Work order
Work through the records that follow and return each line containing the word "FromStr".

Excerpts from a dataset
-- Opening Marker --
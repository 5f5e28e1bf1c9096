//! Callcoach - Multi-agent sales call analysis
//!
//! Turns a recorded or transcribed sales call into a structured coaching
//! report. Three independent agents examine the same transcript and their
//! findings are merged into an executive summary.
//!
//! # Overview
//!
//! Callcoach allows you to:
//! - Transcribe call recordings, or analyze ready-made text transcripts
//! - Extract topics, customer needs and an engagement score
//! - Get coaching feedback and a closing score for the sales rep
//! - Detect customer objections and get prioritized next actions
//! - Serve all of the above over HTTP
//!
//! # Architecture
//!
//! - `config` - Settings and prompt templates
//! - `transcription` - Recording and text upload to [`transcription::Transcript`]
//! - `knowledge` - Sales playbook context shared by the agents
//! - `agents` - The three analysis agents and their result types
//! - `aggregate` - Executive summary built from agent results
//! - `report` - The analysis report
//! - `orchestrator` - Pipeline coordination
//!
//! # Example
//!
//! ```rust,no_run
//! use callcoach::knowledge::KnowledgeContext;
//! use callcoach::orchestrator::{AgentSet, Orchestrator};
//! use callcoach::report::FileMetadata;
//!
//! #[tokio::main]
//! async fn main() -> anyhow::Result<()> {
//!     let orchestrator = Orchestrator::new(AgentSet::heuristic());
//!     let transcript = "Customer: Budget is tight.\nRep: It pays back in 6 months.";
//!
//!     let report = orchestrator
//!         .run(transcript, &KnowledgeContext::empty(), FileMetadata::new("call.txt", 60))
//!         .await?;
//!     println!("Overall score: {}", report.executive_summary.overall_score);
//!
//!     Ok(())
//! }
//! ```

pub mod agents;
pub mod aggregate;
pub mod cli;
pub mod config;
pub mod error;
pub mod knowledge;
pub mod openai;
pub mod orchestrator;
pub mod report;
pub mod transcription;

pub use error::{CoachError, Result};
-- Closing Marker --
-- Opening Marker --
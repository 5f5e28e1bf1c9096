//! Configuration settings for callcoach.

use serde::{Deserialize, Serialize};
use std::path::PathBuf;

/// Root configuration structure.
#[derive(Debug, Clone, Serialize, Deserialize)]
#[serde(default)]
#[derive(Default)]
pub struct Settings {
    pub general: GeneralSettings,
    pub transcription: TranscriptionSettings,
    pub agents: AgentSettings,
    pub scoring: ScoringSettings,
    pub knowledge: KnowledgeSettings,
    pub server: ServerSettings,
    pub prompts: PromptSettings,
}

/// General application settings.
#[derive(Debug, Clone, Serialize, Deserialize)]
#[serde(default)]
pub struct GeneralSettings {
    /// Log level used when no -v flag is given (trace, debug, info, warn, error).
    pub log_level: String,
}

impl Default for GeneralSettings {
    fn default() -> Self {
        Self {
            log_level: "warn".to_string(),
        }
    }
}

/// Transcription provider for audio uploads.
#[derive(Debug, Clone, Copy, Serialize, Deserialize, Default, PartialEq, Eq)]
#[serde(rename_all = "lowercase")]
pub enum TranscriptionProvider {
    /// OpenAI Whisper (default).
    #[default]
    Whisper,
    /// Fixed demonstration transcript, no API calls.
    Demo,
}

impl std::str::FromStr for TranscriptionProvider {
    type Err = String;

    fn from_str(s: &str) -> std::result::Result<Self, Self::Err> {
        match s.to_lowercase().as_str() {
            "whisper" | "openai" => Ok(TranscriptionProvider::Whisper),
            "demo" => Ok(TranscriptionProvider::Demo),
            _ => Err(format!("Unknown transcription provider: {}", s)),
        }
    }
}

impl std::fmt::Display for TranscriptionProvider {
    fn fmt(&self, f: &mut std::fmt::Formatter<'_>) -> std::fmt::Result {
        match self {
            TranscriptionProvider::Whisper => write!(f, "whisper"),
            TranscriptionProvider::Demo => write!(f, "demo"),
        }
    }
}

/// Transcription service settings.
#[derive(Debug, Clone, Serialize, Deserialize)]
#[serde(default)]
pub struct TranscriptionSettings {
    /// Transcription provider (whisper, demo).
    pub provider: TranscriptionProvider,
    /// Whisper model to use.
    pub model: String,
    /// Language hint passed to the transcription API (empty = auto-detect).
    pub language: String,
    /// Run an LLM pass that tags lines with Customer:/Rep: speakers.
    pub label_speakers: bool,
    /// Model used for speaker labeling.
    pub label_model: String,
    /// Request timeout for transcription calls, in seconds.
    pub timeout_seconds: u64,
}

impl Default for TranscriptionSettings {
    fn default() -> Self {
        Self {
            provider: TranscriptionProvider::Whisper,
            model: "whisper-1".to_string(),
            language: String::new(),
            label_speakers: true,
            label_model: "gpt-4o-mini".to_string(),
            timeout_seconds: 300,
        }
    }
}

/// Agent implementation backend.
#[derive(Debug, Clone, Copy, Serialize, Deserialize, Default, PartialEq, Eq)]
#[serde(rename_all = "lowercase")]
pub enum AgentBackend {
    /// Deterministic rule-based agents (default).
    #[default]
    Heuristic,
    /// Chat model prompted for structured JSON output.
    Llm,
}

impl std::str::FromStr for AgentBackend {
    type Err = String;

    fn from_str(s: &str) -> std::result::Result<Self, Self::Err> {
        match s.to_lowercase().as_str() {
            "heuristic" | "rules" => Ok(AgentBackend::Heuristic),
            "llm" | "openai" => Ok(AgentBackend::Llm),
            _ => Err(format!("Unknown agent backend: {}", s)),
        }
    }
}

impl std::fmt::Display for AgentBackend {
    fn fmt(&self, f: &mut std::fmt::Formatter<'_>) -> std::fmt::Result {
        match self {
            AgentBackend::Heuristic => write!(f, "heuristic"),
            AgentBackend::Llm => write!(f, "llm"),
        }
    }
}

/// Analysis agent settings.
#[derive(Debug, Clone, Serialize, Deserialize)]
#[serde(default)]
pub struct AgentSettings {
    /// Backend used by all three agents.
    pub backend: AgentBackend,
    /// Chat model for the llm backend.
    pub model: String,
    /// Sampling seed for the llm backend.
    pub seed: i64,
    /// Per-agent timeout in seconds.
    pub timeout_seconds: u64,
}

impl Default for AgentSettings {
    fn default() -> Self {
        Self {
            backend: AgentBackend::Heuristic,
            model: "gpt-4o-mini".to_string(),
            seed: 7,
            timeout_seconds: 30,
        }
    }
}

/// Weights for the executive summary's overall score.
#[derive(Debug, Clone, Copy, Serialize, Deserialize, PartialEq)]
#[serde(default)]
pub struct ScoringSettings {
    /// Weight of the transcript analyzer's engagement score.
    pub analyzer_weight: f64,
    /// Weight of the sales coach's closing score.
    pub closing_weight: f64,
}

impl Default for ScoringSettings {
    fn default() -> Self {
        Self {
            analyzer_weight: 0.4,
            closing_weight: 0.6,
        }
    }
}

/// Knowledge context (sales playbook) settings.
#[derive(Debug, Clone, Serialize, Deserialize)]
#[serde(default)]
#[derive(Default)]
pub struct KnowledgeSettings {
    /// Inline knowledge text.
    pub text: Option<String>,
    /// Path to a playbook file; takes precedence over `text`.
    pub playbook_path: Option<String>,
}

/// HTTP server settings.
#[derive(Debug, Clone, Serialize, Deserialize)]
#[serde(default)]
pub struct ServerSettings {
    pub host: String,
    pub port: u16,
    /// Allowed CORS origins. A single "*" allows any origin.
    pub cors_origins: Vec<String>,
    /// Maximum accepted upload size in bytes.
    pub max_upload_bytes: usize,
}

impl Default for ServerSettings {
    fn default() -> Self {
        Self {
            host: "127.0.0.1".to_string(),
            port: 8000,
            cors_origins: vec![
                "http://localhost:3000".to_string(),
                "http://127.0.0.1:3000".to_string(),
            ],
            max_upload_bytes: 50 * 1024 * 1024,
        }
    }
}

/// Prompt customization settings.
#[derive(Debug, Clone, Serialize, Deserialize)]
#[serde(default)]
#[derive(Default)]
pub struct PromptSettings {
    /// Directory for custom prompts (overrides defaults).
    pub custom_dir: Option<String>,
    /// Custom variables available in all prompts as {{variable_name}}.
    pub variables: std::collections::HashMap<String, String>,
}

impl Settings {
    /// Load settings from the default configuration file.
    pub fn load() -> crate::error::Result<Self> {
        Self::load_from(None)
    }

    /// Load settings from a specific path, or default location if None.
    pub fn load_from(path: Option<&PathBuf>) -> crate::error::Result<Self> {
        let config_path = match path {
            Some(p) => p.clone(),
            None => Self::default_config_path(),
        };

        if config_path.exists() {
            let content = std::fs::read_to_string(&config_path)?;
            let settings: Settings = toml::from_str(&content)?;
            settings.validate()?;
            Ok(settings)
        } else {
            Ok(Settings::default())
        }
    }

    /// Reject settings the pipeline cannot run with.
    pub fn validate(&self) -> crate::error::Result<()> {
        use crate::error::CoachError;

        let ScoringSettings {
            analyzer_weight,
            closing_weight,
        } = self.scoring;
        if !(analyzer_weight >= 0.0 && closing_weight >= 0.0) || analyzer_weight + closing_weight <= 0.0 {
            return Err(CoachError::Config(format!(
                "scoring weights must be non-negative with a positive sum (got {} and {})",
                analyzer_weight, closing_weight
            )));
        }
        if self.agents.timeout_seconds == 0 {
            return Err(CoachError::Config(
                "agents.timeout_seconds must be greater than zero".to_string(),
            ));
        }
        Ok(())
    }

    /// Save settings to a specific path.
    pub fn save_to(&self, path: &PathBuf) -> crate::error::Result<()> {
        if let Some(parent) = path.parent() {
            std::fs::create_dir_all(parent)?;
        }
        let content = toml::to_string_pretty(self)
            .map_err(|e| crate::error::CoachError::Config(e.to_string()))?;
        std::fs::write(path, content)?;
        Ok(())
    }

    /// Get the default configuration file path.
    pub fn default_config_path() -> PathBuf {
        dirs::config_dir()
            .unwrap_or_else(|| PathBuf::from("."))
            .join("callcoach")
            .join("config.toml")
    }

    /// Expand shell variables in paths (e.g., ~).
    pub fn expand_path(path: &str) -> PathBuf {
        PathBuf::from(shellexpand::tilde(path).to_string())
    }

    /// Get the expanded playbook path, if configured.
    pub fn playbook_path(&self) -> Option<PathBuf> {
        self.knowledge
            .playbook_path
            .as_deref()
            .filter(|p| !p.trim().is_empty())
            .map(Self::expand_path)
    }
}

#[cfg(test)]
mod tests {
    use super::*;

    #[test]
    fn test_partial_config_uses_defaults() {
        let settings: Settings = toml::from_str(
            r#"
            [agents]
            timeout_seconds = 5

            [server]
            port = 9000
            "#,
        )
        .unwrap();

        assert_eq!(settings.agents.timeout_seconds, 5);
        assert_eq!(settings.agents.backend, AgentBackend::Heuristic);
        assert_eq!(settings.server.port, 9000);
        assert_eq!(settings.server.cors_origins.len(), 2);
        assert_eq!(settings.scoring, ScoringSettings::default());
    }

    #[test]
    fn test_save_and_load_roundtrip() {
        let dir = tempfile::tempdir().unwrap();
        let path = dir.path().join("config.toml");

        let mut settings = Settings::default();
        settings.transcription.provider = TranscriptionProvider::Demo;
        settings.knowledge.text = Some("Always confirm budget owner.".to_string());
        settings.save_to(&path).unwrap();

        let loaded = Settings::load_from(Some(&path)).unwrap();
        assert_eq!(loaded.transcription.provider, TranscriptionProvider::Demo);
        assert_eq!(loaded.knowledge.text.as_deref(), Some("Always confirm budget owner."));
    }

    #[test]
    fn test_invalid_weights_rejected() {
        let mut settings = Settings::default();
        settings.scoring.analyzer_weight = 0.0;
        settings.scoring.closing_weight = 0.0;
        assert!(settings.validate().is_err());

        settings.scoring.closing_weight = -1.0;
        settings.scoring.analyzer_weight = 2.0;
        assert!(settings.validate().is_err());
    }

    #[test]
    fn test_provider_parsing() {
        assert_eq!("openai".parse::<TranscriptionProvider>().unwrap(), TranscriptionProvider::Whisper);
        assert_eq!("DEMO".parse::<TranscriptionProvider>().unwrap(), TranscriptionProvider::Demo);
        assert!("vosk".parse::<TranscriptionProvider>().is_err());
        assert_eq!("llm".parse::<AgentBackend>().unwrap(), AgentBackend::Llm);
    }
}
-- Closing Marker --
-- Opening Marker --
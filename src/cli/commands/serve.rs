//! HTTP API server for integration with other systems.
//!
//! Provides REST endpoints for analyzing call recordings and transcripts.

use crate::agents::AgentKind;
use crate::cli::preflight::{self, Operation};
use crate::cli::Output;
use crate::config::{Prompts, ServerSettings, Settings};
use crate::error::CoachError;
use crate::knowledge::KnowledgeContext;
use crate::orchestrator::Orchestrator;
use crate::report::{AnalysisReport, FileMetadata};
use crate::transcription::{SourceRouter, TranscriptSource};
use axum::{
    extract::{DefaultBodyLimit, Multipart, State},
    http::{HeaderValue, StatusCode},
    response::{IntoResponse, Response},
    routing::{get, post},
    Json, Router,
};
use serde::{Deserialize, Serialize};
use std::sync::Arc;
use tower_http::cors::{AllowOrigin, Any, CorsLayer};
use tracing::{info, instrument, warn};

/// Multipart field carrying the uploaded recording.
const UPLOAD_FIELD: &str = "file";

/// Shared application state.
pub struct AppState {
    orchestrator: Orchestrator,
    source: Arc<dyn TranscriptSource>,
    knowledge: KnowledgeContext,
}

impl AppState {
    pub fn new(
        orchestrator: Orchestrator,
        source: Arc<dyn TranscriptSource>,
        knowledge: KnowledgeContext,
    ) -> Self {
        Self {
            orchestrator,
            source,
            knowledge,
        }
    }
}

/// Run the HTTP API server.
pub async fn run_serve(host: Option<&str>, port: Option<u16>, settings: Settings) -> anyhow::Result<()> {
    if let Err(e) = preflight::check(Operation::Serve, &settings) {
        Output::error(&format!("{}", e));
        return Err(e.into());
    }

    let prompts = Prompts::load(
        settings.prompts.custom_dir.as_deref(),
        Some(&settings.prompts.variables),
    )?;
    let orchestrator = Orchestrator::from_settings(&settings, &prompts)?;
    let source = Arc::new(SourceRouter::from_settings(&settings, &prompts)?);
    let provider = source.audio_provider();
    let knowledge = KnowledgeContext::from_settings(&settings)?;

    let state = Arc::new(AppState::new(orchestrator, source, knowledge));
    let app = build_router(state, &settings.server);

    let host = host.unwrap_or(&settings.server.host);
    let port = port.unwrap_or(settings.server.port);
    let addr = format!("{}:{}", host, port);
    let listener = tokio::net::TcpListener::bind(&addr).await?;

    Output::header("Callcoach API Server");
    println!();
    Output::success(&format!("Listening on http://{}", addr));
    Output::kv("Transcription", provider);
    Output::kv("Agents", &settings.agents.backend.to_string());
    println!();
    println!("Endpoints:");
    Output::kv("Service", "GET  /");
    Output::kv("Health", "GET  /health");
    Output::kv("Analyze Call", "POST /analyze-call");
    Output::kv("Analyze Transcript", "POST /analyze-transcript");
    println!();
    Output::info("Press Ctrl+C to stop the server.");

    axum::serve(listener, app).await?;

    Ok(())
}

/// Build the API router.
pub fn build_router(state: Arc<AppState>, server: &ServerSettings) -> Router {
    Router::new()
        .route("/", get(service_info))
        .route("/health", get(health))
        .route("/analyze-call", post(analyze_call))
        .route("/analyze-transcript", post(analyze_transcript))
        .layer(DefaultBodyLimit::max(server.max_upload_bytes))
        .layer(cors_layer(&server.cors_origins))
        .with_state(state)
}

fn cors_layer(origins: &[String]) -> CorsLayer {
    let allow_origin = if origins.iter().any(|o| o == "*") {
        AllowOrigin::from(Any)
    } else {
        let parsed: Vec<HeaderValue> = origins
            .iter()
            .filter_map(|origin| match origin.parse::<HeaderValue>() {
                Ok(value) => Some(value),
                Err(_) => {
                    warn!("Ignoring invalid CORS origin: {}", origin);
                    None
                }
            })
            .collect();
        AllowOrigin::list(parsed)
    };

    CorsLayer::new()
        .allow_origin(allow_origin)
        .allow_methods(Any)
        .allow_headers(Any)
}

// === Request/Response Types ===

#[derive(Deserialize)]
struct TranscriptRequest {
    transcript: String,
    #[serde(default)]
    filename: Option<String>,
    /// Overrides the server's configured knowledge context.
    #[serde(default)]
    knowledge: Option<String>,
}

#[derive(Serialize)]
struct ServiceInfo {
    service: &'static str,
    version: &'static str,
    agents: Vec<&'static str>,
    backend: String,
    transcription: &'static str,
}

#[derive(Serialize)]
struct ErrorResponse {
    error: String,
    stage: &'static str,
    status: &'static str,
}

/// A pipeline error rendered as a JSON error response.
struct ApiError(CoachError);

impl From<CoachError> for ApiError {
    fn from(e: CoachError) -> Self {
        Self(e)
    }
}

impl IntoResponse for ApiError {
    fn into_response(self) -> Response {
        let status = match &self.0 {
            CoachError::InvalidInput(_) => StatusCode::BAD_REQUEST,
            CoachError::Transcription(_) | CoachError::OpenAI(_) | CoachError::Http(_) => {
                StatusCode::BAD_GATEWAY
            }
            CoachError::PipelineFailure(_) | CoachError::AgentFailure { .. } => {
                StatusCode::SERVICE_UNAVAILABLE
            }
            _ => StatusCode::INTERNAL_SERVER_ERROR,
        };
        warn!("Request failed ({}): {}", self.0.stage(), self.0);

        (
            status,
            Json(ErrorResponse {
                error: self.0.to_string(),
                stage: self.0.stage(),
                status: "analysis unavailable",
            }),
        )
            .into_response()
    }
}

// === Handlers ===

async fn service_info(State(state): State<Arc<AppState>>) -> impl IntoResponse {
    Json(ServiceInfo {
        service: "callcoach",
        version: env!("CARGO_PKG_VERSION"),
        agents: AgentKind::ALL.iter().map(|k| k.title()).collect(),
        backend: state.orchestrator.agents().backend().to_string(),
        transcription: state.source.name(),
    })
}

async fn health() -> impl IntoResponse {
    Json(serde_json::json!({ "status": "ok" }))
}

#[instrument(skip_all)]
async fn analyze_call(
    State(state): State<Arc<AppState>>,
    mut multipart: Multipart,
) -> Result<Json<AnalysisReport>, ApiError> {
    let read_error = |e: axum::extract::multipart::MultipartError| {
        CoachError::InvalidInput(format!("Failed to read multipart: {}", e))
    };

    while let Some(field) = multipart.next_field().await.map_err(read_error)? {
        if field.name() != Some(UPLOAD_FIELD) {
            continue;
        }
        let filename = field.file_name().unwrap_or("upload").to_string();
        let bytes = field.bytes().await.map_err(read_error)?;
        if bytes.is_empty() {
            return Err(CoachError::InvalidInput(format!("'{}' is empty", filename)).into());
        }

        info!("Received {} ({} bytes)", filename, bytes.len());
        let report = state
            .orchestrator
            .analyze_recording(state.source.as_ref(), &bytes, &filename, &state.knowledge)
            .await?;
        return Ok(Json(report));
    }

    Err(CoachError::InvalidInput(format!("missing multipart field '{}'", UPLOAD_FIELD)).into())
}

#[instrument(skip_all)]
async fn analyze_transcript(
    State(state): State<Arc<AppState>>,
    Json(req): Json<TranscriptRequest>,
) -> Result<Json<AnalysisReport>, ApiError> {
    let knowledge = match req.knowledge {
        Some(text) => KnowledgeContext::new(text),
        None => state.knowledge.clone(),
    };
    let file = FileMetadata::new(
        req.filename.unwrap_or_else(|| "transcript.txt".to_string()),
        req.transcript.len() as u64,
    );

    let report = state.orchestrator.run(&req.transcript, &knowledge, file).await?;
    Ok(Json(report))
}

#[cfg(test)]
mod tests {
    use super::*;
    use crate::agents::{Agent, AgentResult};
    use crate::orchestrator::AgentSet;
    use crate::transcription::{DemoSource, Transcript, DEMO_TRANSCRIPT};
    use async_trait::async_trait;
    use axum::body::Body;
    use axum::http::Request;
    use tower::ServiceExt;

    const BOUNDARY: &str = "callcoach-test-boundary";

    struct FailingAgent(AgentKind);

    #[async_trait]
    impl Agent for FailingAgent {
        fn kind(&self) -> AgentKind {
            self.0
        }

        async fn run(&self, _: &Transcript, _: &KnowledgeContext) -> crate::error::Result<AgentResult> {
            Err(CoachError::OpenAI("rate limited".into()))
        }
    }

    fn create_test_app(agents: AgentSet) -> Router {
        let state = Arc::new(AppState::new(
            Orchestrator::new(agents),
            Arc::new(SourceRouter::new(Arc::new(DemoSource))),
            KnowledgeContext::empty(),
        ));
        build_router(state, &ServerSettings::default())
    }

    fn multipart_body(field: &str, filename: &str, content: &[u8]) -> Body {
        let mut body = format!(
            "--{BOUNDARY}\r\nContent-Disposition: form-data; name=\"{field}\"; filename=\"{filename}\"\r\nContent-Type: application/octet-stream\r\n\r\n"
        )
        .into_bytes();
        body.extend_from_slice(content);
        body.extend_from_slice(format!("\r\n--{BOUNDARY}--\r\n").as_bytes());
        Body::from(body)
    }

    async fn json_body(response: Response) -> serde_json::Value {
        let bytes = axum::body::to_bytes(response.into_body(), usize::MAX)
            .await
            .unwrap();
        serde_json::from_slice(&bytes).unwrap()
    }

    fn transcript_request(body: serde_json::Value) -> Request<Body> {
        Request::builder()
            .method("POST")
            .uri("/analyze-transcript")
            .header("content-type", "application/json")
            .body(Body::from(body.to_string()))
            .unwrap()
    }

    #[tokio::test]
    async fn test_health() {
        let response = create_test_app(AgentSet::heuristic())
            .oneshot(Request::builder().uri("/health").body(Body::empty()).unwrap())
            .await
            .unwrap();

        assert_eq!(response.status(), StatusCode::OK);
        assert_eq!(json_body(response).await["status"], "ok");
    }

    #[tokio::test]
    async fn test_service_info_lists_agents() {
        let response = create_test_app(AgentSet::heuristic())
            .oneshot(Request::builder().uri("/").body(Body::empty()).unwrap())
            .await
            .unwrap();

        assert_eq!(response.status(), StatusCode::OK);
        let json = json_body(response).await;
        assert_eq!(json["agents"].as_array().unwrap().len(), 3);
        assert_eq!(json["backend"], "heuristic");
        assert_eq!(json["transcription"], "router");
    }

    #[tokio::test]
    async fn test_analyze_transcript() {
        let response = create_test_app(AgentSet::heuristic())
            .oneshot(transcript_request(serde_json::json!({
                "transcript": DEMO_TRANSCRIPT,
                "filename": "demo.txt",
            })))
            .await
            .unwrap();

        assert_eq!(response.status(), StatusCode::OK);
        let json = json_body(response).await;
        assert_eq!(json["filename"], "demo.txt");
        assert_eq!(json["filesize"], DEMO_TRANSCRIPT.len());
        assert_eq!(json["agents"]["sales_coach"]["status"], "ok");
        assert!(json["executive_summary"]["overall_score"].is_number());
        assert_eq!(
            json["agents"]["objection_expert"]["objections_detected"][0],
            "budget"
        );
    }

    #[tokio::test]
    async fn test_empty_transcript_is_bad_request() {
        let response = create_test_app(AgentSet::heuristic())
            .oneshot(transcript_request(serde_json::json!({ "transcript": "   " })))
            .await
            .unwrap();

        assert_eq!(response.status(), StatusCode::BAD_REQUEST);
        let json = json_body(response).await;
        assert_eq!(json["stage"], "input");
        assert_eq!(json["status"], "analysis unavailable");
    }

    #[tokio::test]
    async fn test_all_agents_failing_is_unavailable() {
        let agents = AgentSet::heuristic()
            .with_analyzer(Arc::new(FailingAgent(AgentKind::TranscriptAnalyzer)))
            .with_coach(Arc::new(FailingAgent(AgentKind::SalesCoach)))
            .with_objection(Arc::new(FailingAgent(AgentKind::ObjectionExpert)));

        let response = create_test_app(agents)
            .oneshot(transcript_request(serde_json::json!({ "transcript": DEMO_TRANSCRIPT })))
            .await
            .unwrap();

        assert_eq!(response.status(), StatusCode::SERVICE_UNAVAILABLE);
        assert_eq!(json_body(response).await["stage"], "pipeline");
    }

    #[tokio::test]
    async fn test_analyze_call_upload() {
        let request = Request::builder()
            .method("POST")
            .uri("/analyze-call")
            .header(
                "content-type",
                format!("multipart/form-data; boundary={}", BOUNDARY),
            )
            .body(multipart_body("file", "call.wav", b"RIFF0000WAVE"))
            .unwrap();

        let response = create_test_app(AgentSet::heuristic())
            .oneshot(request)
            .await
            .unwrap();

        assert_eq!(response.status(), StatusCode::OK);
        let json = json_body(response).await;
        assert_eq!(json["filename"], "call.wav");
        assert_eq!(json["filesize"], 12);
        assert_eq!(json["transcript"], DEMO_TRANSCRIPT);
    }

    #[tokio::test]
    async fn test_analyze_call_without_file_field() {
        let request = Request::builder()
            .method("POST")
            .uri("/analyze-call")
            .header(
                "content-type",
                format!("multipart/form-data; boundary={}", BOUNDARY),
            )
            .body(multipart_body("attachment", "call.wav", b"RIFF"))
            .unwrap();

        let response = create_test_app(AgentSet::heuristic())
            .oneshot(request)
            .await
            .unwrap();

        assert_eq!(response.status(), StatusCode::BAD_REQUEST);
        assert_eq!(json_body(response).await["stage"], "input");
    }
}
-- Closing Marker --
Result of this task
impl std::str::FromStr for TranscriptionProvider {
impl std::str::FromStr for AgentBackend {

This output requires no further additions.